Democratic Republic of Congo: According to the 12th report of the UN Secretary General on conflict-related sexual violence (CRSV), the Democratic Republic of the Congo has the highest number of CRSV with 1,053 reported cases. A majority of these cases were perpetuated by non-state actors, but there were still many cases of CRSV by the Armed Forces of the DRC and national police. Armed groups have also used rape as a tool to gain control of natural resources in North Kivu. Some perpetuators have been tried for their crimes: the former leader of an armed group, Takungomo Mukambilwa, was convicted and sentenced to 20 years in prison for crimes against humanity, including rape and sexual slavery. However, the majority of victims of CRSV will never be able to see their assailants face punishment. The DRC has been the rape capital of the world for the past decade, with thousands of faceless victims unable to report incidents in the fear of community backlash.
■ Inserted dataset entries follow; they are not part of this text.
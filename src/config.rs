//! Application-level configuration loading, including the gameplay tuning knobs.

use std::{env, fs, io::ErrorKind, path::PathBuf};

use serde::Deserialize;
use tracing::{info, warn};

/// Default location on disk where the server looks for the JSON configuration.
const DEFAULT_CONFIG_PATH: &str = "config/app.json";
/// Environment variable that overrides [`DEFAULT_CONFIG_PATH`].
const CONFIG_PATH_ENV: &str = "TAG_BACK_CONFIG_PATH";

/// Length of a veto cooldown when none is configured.
const DEFAULT_VETO_COOLDOWN_SECS: i64 = 600;
/// Coins granted to a freshly created team when the form value is unusable.
const DEFAULT_TEAM_COINS: f64 = 20.0;

/// How local turn transitions relate to their persistence writes.
#[derive(Debug, Clone, Copy, PartialEq, Eq, Default, Deserialize)]
#[serde(rename_all = "lowercase")]
pub enum PersistenceMode {
    /// Apply the local transition immediately and issue the write in the
    /// background; a failed write is logged and otherwise ignored. Local
    /// state can run ahead of durable state.
    #[default]
    Optimistic,
    /// Await the write before applying; a failed write aborts the transition.
    Strict,
}

#[derive(Debug, Clone)]
/// Immutable runtime configuration shared across the application.
pub struct AppConfig {
    /// Cooldown served after vetoing a challenge.
    pub veto_cooldown: time::Duration,
    /// Starting balance for teams created with an unusable coins field.
    pub default_team_coins: f64,
    /// Relationship between local transitions and persistence writes.
    pub persistence: PersistenceMode,
}

impl AppConfig {
    /// Load the application configuration from disk, falling back to baked-in
    /// defaults when the file is missing or malformed.
    pub fn load() -> Self {
        let path = resolve_config_path();
        match fs::read_to_string(&path) {
            Ok(contents) => match serde_json::from_str::<RawConfig>(&contents) {
                Ok(raw) => {
                    let config: Self = raw.into();
                    info!(
                        path = %path.display(),
                        cooldown_secs = config.veto_cooldown.whole_seconds(),
                        persistence = ?config.persistence,
                        "loaded gameplay configuration"
                    );
                    config
                }
                Err(err) => {
                    warn!(
                        path = %path.display(),
                        error = %err,
                        "failed to parse config; falling back to defaults"
                    );
                    Self::default()
                }
            },
            Err(err) if err.kind() == ErrorKind::NotFound => {
                info!(
                    path = %path.display(),
                    "config file not found; using built-in defaults"
                );
                Self::default()
            }
            Err(err) => {
                warn!(
                    path = %path.display(),
                    error = %err,
                    "failed to read config; falling back to defaults"
                );
                Self::default()
            }
        }
    }
}

impl Default for AppConfig {
    fn default() -> Self {
        Self {
            veto_cooldown: time::Duration::seconds(DEFAULT_VETO_COOLDOWN_SECS),
            default_team_coins: DEFAULT_TEAM_COINS,
            persistence: PersistenceMode::default(),
        }
    }
}

#[derive(Debug, Deserialize)]
/// JSON representation of the configuration file located at [`DEFAULT_CONFIG_PATH`].
struct RawConfig {
    veto_cooldown_secs: Option<i64>,
    default_team_coins: Option<f64>,
    persistence: Option<PersistenceMode>,
}

impl From<RawConfig> for AppConfig {
    fn from(value: RawConfig) -> Self {
        let defaults = Self::default();
        Self {
            veto_cooldown: value
                .veto_cooldown_secs
                .map(time::Duration::seconds)
                .unwrap_or(defaults.veto_cooldown),
            default_team_coins: value
                .default_team_coins
                .unwrap_or(defaults.default_team_coins),
            persistence: value.persistence.unwrap_or(defaults.persistence),
        }
    }
}

/// Resolve the configuration path taking the environment override into account.
fn resolve_config_path() -> PathBuf {
    env::var_os(CONFIG_PATH_ENV)
        .map(PathBuf::from)
        .filter(|path| !path.as_os_str().is_empty())
        .unwrap_or_else(|| PathBuf::from(DEFAULT_CONFIG_PATH))
}
#[cfg(feature = "rest-store")]
pub mod postgrest;

use futures::future::BoxFuture;
use time::OffsetDateTime;
use uuid::Uuid;

use crate::dao::models::{ChallengeEntity, TeamEntity, TeamPatch, UserEntity, UserPatch};
use crate::dao::storage::StorageResult;

/// Abstraction over the hosted store owning teams, users, and challenges.
///
/// Every method is a single best-effort statement; no transactional
/// grouping is assumed across calls, and concurrent writers follow
/// last-write-wins.
pub trait TeamStore: Send + Sync {
    /// All challenges whose id is not in `exclude`.
    fn select_challenges(
        &self,
        exclude: Vec<i64>,
    ) -> BoxFuture<'static, StorageResult<Vec<ChallengeEntity>>>;
    /// Look up a team by id.
    fn find_team(&self, id: i64) -> BoxFuture<'static, StorageResult<Option<TeamEntity>>>;
    /// Apply a partial update to a team row.
    fn update_team(&self, id: i64, patch: TeamPatch) -> BoxFuture<'static, StorageResult<()>>;
    /// Read only the veto deadline of a team, used to resync after reload.
    fn select_team_veto(
        &self,
        id: i64,
    ) -> BoxFuture<'static, StorageResult<Option<OffsetDateTime>>>;
    /// Create a team with the given name and starting coins, returning its id.
    fn insert_team(&self, name: String, coins: f64) -> BoxFuture<'static, StorageResult<i64>>;
    /// All teams, for the admin dashboard.
    fn list_teams(&self) -> BoxFuture<'static, StorageResult<Vec<TeamEntity>>>;
    /// Look up a user by auth subject id.
    fn find_user(&self, id: Uuid) -> BoxFuture<'static, StorageResult<Option<UserEntity>>>;
    /// Apply a partial update to a user row.
    fn update_user(&self, id: Uuid, patch: UserPatch) -> BoxFuture<'static, StorageResult<()>>;
    /// All users, for the admin dashboard.
    fn list_users(&self) -> BoxFuture<'static, StorageResult<Vec<UserEntity>>>;
    /// Cheap probe verifying the store still answers.
    fn health_check(&self) -> BoxFuture<'static, StorageResult<()>>;
    /// Attempt to re-establish a lost connection.
    fn try_reconnect(&self) -> BoxFuture<'static, StorageResult<()>>;
}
Sexual violence in conflict was part of wartime history for a very long time, including the Comfort Women raped by the Japanese during the Pacific War, the Bosniaks raped by Bosnian Serbs, and Abu Gharib prisoners in the Iraq war who were brutally abused by American soldiers. Both terrorists and governments have used systematic rape as a method of repressing and humiliating communities, suppressing their will to fight, threatening relatives and families, and often times, a tool of ethnic cleansing. The prevalence of rape culture in war zones will only subside when there are investigations and harsher punishments for perpetrators of sexual violence; until there are rigid frameworks for punishment, sexual violence will always be part of war. In addition to more support for victims through medical aid, one-stop centers and shelters, legal support, educational opportunities, the UN Security Council should begin to use sexual violence as an independent criteria for the implementation of sanctions. For far too long, rape has been a cheap and effective tool to instill fear in communities. Only when CRSV is treated more seriously with the ability to pressure and prosecute perpetrators, is rape no longer cheap.